Goldman Sachs Asset Management has hired its first head of product development for Asia-Pacific in a drive to tailor its offering to institutional investors and fund distributors in the region.
The firm, which had $93 billion in Asia-sourced assets at end-2011 (13% of its global figure), has re-hired Masaki Taniguchi to fill the role, having hunted for a candidate for quite some time.
Taniguchi started last week in Hong Kong and is, in fact, returning to GSAM after a decade with Sparx. He undertook strategic planning, product development and institutional marketing when he worked for GSAM in the late 1990s and early 2000s in Tokyo.
He is now tasked with identifying and building product capabilities across the Asia-Pacific region and working with clients in Asia ex-Japan to identify potential areas of interaction in a multi-strategy approach.
Over time he is expected to build a regional product development team, depending on the environment and opportunities, confirms Oliver Bolitho, head of GSAM in Asia. “This is an additional investment in the build-out of our client-facing capabilities,” he says of Taniguchi’s hire.
Historically GSAM has had product development capabilities in Japan and Korea overseen by a team in London. The idea now is to focus more explicitly on servicing the needs of Asian clients, both institutional investors and distributors (private bank and commercial banks).
“What we are finding is that Asian demand and European demand are different,” says Bolitho. “The willingness and ability to identify, size and build products for Asia was not being serviced in the way that it could be.”
While the majority of portfolios in the US and Europe are built on domestic asset class exposure plus regional diversification, he says the pace of saving and appetite for investment opportunities in Asia is such that it requires a different approach of diversification through strategies.
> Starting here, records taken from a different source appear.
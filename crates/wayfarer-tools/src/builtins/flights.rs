//! Amadeus flight tools

use super::{elapsed_ms, optional_f64, optional_str, optional_u64, required_date, required_str};
use chrono::NaiveTime;
use crate::api_client::ApiRequest;
use crate::error::{Error, Result};
use crate::registry::{Tool, ToolCategory, ToolDefinition, ToolResult};
use crate::ApiClient;
use serde_json::{json, Value};
use std::sync::Arc;
use std::time::Instant;
use tracing::debug;

const FLIGHT_OFFERS_PATH: &str = "/v2/shopping/flight-offers";
const FLIGHT_PRICING_PATH: &str = "/v1/shopping/flight-offers/pricing";
pub(crate) const LOCATIONS_PATH: &str = "/v1/reference-data/locations";
const NEAREST_AIRPORTS_PATH: &str = "/v1/reference-data/locations/airports";
const FLIGHT_AVAILABILITY_PATH: &str = "/v1/shopping/availability/flight-availabilities";
const MAX_OFFERS: u64 = 10;
const TRAVEL_CLASSES: &[&str] = &["ECONOMY", "PREMIUM_ECONOMY", "BUSINESS", "FIRST"];

/// Searches flight offers between two airports
pub struct SearchFlightsTool {
    definition: ToolDefinition,
    client: Arc<ApiClient>,
    currency: String,
}

impl SearchFlightsTool {
    /// Create the tool; `currency` is used when the model names none
    #[must_use]
    pub fn new(client: Arc<ApiClient>, currency: impl Into<String>) -> Self {
        let definition = ToolDefinition::new(
            "search_flights",
            "Search flight offers between two airports on a date. Use IATA codes \
             (look them up with get_airport_code when unsure). Returns up to 10 offers \
             with itineraries and prices.",
        )
        .with_category(ToolCategory::Flights)
        .with_parameters(json!({
            "type": "object",
            "properties": {
                "origin": {"type": "string", "description": "Origin IATA code, e.g. DEL"},
                "destination": {"type": "string", "description": "Destination IATA code, e.g. GOI"},
                "departure_date": {"type": "string", "description": "YYYY-MM-DD"},
                "return_date": {"type": "string", "description": "YYYY-MM-DD, omit for one-way"},
                "adults": {"type": "integer", "description": "Adult passengers (default 1)"},
                "children": {"type": "integer"},
                "infants": {"type": "integer"},
                "travel_class": {"type": "string", "enum": TRAVEL_CLASSES},
                "non_stop": {"type": "boolean"},
                "max_price": {"type": "integer", "description": "Maximum total price"},
                "currency": {"type": "string", "description": "ISO currency code"}
            },
            "required": ["origin", "destination", "departure_date"]
        }));

        Self {
            definition,
            client,
            currency: currency.into(),
        }
    }
}

#[async_trait::async_trait]
impl Tool for SearchFlightsTool {
    fn definition(&self) -> &ToolDefinition {
        &self.definition
    }

    async fn execute(&self, input: Value) -> Result<ToolResult> {
        let start = Instant::now();

        let origin = required_str(&input, "origin")?.to_uppercase();
        let destination = required_str(&input, "destination")?.to_uppercase();
        let departure_date = required_date(&input, "departure_date")?;
        let return_date = match optional_str(&input, "return_date") {
            Some(date) => {
                let ret = super::parse_date("return_date", date)?;
                if ret < super::parse_date("departure_date", departure_date)? {
                    return Err(Error::InvalidInput(
                        "return_date is before departure_date".to_string(),
                    ));
                }
                Some(date)
            }
            None => None,
        };
        let travel_class = optional_str(&input, "travel_class").map(str::to_uppercase);
        if let Some(class) = &travel_class {
            if !TRAVEL_CLASSES.contains(&class.as_str()) {
                return Err(Error::InvalidInput(format!("Unknown travel_class '{class}'")));
            }
        }
        let currency = optional_str(&input, "currency").unwrap_or(&self.currency);

        let request = ApiRequest::get(FLIGHT_OFFERS_PATH)
            .with_query("originLocationCode", &origin)
            .with_query("destinationLocationCode", &destination)
            .with_query("departureDate", departure_date)
            .with_optional_query("returnDate", return_date)
            .with_query("adults", optional_u64(&input, "adults").unwrap_or(1).max(1))
            .with_optional_query("children", optional_u64(&input, "children"))
            .with_optional_query("infants", optional_u64(&input, "infants"))
            .with_optional_query("travelClass", travel_class)
            .with_optional_query(
                "nonStop",
                input.get("non_stop").and_then(Value::as_bool),
            )
            .with_optional_query("maxPrice", optional_f64(&input, "max_price").map(|p| p as u64))
            .with_query("currencyCode", currency.to_uppercase())
            .with_query("max", MAX_OFFERS);

        debug!(%origin, %destination, departure_date, "Searching flight offers");
        let body = self.client.send(request).await?;
        Ok(ToolResult::success(body, elapsed_ms(start)))
    }
}

/// Resolves a city or airport name to IATA codes
pub struct AirportCodeTool {
    definition: ToolDefinition,
    client: Arc<ApiClient>,
}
In the past GSAM has treated product development in Japan as a separate market from Asia, but Bolitho acknowledges there is more common ground on investor appetites than first thought.
“The identification and launching of products for Asian clients in an Asian time horizon with Asia-relevant structures has proven important,” he stresses, noting that GSAM is increasingly focused on private and commercial banks as distributors of local products for local investors.
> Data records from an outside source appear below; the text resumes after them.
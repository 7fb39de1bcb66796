//! Wayfarer LLM - LLM Provider Abstraction
//!
//! This crate provides the model-facing layer of the Wayfarer concierge:
//! - Messages, turn requests/replies and function-calling types
//! - `LlmProvider`: the trait every backend implements
//! - Gemini: Google Gemini `generateContent` provider
//! - Mock: scripted provider for tests and offline runs

#![forbid(unsafe_code)]
#![warn(missing_docs)]

pub mod error;
pub mod gemini;
pub mod message;
pub mod mock;
pub mod provider;
pub mod tools;
pub mod turn;
pub mod util;

pub use error::{Error, Result};
pub use gemini::{GeminiConfig, GeminiProvider};
pub use message::{Message, MessageRole};
pub use mock::MockProvider;
pub use provider::LlmProvider;
pub use tools::{ToolCall, ToolChoice, ToolDefinition};
pub use turn::{TurnReply, TurnRequest};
He suggests that since 2007 GSAM has been seeking to transition from being an importer of globally manufactured products for local investors, both institutional and retail, to building domestic equity and fixed income capabilities in India, Korea, Japan, China and Australia.
“The relevance of the products we have in our suite increases for a domestic audience,” adds Bolitho. “That therefore allows you to invest in the more retail distribution approaches, which were historically not part of what we did.
“We have done a very limited amount of business with the private banking channel in the region, principally because the products GSAM made and imported were less relevant to the needs of the private bank than they could have been.”
Taniguchi will seek to provide tailored solutions rather than pre-designed product to institutional investors and fund distributors.
Bolitho confirms GSAM is working to establish relationships with distributors, with a preference for a group of preferred global partners when it comes to the top end of the wealth spectrum. “It is in our economic interest and probably theirs to invest more in those relationships than we might in a niche local market,” he adds.
At the same time Bolitho acknowledges that there are a number of distributors whose domestic scale also warrants attention, specifically naming the broker-dealer community in Japan.
In terms of Asian investor appetite, Bolitho points to the biggest themes this year as corporate bonds and income-yielding products.
Looking ahead, he says GSAM is having more conversations about managed volatility strategies in equities, “where the ability to capture the yield of an income portfolio, plus potential upside of the equity market, is starting to look attractive to some. That has been particularly true in Japan.”
On other themes of interest he points to inflation hedging, with commodity discussions going on around the region and real estate back on the agenda.
Taniguchi had worked at Sparx for 10 years, most recently as COO of Sparx Group. He has also been president and director of Sparx Asia Investment Advisors (Hong Kong) and director and COO of Sparx Asset Management (Tokyo), based in Hong Kong.
He left the alternatives firm at the end of March this year. AsianInvestor understands he has not been replaced.